### Task directions
Return the lines below that contain the word "follows".

### Extracted data
——

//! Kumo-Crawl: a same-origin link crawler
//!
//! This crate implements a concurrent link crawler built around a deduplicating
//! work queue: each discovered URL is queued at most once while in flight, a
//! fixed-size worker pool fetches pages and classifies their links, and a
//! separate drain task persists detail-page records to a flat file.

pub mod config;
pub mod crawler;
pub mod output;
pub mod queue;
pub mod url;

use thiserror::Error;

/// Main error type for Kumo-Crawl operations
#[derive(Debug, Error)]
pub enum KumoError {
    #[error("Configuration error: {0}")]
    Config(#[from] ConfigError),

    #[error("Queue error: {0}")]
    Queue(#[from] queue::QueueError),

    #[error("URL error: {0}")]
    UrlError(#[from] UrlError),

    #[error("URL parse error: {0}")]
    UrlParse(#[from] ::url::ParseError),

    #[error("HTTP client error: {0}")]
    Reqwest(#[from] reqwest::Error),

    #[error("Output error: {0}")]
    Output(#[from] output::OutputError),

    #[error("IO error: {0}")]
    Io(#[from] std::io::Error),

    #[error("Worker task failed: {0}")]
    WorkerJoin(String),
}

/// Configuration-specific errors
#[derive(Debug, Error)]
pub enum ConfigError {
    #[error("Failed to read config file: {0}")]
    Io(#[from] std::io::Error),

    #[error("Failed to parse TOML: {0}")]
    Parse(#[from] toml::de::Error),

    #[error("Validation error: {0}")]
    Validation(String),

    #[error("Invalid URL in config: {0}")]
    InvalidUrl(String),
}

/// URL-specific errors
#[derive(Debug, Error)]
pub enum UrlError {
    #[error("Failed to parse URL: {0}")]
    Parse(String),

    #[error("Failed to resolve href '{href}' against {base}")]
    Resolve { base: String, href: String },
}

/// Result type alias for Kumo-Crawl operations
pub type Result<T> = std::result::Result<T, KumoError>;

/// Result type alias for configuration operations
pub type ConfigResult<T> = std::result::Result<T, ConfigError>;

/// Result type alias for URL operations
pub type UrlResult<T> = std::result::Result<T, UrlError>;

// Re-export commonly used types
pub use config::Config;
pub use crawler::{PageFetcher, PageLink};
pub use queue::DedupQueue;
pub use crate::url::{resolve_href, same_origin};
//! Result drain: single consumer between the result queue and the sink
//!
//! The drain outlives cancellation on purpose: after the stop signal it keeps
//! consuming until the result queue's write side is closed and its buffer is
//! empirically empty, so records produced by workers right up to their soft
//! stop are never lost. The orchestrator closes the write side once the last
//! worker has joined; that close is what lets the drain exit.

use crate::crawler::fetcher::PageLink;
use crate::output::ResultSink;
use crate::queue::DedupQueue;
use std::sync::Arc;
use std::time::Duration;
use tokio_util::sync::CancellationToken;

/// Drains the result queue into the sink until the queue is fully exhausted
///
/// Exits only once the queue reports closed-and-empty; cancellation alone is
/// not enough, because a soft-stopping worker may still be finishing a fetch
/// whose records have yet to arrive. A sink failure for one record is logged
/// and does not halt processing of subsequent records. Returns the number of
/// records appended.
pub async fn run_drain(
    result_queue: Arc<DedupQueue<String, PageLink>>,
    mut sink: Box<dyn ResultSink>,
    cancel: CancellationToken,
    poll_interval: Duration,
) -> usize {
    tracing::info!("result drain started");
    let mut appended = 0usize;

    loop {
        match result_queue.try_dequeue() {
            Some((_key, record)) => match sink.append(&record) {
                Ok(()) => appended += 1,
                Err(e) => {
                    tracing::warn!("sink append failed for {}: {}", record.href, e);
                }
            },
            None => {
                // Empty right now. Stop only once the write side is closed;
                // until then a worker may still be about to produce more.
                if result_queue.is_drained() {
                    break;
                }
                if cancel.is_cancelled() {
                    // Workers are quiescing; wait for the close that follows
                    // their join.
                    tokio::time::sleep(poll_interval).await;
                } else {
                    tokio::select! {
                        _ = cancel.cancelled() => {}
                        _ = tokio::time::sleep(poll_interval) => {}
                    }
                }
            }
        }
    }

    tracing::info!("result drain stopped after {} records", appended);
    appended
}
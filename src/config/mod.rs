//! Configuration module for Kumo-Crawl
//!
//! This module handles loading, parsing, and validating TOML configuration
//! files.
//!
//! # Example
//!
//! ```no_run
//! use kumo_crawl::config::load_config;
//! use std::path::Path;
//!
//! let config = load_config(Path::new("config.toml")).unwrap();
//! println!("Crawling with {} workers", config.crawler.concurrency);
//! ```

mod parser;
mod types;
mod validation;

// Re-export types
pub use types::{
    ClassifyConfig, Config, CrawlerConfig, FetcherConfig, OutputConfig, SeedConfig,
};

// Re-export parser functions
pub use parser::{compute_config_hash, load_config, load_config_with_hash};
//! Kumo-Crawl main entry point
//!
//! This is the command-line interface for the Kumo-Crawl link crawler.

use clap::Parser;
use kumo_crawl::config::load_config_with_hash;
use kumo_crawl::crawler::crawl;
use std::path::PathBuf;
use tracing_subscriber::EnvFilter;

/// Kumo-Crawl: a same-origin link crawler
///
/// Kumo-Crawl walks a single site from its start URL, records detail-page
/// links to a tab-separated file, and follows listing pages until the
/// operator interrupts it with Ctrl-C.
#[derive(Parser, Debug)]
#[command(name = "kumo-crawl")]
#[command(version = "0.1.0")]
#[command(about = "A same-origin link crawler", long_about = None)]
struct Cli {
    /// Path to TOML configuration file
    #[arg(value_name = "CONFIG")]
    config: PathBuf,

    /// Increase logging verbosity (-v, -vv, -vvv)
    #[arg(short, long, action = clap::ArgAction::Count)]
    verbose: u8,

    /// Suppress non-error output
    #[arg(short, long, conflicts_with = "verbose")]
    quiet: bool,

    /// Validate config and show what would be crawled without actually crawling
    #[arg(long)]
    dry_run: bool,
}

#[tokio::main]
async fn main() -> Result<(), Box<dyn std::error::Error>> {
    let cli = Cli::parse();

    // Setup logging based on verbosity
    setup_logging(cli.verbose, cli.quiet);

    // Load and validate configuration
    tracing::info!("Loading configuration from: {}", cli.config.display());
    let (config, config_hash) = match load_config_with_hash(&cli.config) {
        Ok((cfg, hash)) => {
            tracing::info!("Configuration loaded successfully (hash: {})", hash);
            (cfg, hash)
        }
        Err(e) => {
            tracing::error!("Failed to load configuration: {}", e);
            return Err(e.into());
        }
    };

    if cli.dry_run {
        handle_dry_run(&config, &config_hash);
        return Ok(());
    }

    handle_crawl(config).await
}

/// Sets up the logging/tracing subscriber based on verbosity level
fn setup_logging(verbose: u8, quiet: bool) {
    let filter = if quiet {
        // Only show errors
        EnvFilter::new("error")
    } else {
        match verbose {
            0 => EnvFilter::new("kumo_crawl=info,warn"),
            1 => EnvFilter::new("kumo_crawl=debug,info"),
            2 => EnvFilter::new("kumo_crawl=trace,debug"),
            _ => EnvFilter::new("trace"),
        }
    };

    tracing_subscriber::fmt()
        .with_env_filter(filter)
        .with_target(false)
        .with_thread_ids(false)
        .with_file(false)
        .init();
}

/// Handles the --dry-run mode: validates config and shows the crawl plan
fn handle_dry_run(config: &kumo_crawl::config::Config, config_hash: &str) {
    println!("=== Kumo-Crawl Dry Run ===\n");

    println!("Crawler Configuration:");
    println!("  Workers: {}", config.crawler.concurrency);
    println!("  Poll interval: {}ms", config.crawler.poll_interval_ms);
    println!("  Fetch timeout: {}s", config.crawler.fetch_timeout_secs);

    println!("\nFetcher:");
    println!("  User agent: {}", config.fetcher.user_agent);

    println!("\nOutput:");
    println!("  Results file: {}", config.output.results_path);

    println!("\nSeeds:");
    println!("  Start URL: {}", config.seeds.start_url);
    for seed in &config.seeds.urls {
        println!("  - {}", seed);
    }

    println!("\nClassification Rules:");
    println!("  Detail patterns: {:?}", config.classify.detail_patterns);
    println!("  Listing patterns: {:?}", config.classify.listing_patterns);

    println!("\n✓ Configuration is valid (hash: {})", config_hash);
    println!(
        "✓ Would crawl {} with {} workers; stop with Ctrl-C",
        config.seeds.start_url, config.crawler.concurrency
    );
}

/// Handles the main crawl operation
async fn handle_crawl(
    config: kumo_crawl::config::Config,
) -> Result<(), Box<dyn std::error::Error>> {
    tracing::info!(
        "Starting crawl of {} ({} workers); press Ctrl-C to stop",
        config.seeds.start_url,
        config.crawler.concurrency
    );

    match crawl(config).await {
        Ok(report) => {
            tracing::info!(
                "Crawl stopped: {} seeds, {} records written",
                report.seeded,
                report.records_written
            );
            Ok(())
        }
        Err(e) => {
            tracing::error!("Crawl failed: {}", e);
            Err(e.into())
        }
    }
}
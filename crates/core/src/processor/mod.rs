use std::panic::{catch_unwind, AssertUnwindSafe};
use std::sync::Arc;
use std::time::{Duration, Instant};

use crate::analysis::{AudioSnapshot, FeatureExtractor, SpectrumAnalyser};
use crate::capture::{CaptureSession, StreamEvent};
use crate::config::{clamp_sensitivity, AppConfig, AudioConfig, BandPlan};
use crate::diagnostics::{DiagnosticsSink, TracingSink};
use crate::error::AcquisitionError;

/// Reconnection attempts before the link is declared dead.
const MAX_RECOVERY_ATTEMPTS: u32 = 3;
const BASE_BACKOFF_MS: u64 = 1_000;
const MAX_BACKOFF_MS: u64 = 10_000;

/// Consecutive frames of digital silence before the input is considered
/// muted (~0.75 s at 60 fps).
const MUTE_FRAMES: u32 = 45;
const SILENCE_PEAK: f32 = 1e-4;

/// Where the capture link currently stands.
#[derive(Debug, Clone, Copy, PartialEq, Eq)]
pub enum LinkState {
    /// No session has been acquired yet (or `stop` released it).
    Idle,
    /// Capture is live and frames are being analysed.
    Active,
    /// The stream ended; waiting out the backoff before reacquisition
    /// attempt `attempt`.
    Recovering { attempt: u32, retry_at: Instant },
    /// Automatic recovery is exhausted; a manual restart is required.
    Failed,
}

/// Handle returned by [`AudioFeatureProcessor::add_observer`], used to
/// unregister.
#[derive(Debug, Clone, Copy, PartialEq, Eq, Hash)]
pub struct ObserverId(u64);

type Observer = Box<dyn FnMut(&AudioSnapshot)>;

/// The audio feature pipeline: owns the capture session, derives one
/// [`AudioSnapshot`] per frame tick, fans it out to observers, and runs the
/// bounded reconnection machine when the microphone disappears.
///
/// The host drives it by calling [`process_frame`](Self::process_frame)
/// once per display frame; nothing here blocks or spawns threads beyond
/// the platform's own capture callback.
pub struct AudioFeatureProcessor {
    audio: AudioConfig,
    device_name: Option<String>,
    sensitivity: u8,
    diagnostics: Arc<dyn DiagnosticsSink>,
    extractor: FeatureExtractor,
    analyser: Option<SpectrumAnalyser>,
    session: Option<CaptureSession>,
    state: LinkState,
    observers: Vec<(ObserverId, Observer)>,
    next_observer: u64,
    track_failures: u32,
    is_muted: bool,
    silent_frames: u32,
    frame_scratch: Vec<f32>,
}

——

### Answer box
                    // Workers are quiescing; wait for the close that follows
/// links to a tab-separated file, and follows listing pages until the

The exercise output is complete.